- _DESCRIPTION OF THE TASK_:
Search the material for the string "info", then return every line where it is found.

- _SUPPLIED DATA_:

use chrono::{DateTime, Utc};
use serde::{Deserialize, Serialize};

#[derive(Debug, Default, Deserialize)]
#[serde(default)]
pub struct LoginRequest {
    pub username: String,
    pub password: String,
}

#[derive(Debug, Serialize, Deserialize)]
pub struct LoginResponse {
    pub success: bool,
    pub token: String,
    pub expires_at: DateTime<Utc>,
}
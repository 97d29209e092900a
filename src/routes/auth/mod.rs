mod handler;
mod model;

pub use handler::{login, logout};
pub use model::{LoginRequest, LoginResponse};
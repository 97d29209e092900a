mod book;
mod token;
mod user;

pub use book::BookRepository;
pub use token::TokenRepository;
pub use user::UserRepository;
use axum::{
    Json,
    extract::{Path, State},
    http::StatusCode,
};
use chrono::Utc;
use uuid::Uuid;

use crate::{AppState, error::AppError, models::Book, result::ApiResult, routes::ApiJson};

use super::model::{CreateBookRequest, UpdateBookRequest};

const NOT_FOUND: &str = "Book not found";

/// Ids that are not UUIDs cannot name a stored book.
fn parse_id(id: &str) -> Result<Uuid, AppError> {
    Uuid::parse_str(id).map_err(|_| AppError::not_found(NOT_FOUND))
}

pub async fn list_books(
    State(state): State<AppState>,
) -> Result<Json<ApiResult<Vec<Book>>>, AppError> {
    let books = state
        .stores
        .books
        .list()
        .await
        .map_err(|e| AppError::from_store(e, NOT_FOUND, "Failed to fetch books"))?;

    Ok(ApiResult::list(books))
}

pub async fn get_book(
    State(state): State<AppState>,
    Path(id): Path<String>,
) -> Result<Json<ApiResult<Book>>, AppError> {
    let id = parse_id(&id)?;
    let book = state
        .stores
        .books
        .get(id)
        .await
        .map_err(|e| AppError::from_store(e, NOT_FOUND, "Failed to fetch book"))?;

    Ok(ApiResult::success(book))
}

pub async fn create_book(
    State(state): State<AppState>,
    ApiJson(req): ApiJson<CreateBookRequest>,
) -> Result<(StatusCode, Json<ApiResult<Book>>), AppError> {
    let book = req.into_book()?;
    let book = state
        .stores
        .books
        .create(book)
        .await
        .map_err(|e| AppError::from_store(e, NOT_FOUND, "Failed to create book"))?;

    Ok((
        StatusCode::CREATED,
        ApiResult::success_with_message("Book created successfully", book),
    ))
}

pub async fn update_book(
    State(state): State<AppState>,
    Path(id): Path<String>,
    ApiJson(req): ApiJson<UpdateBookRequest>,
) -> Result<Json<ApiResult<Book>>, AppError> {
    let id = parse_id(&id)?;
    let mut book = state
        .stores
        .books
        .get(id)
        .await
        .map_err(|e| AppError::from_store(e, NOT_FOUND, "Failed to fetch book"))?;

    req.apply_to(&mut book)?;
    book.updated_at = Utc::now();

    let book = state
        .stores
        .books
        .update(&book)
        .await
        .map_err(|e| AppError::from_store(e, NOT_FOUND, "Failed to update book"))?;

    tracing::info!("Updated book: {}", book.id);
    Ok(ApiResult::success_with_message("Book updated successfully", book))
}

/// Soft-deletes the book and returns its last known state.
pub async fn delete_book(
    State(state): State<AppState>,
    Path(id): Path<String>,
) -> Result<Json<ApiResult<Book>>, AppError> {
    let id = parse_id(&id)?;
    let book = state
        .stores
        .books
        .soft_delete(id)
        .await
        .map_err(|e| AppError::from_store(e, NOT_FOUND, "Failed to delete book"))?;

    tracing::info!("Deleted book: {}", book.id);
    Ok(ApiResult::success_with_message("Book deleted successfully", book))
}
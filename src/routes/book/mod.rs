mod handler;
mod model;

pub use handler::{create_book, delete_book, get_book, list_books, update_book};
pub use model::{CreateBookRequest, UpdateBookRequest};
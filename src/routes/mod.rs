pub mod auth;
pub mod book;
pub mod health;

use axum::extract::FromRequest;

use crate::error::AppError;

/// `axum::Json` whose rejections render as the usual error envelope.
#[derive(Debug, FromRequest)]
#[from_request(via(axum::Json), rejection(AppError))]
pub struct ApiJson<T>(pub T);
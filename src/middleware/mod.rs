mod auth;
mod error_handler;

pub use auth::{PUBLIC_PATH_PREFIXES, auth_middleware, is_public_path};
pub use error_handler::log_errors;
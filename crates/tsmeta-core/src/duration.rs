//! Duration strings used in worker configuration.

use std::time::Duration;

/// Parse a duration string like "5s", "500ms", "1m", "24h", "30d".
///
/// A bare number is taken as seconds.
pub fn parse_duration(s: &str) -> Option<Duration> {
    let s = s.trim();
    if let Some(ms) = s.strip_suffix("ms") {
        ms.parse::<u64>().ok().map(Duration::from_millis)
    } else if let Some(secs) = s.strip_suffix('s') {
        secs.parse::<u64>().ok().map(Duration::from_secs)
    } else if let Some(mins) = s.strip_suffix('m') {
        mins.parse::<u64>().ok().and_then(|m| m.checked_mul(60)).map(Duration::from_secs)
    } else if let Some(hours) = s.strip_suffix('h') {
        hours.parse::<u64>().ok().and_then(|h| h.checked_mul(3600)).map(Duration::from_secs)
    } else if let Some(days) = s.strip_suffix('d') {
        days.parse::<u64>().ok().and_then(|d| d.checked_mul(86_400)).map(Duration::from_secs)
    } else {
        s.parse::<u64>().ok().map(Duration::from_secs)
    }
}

- _YOUR SOLUTION_:
    tracing::info!("Updated book: {}", book.id);
    tracing::info!("Deleted book: {}", book.id);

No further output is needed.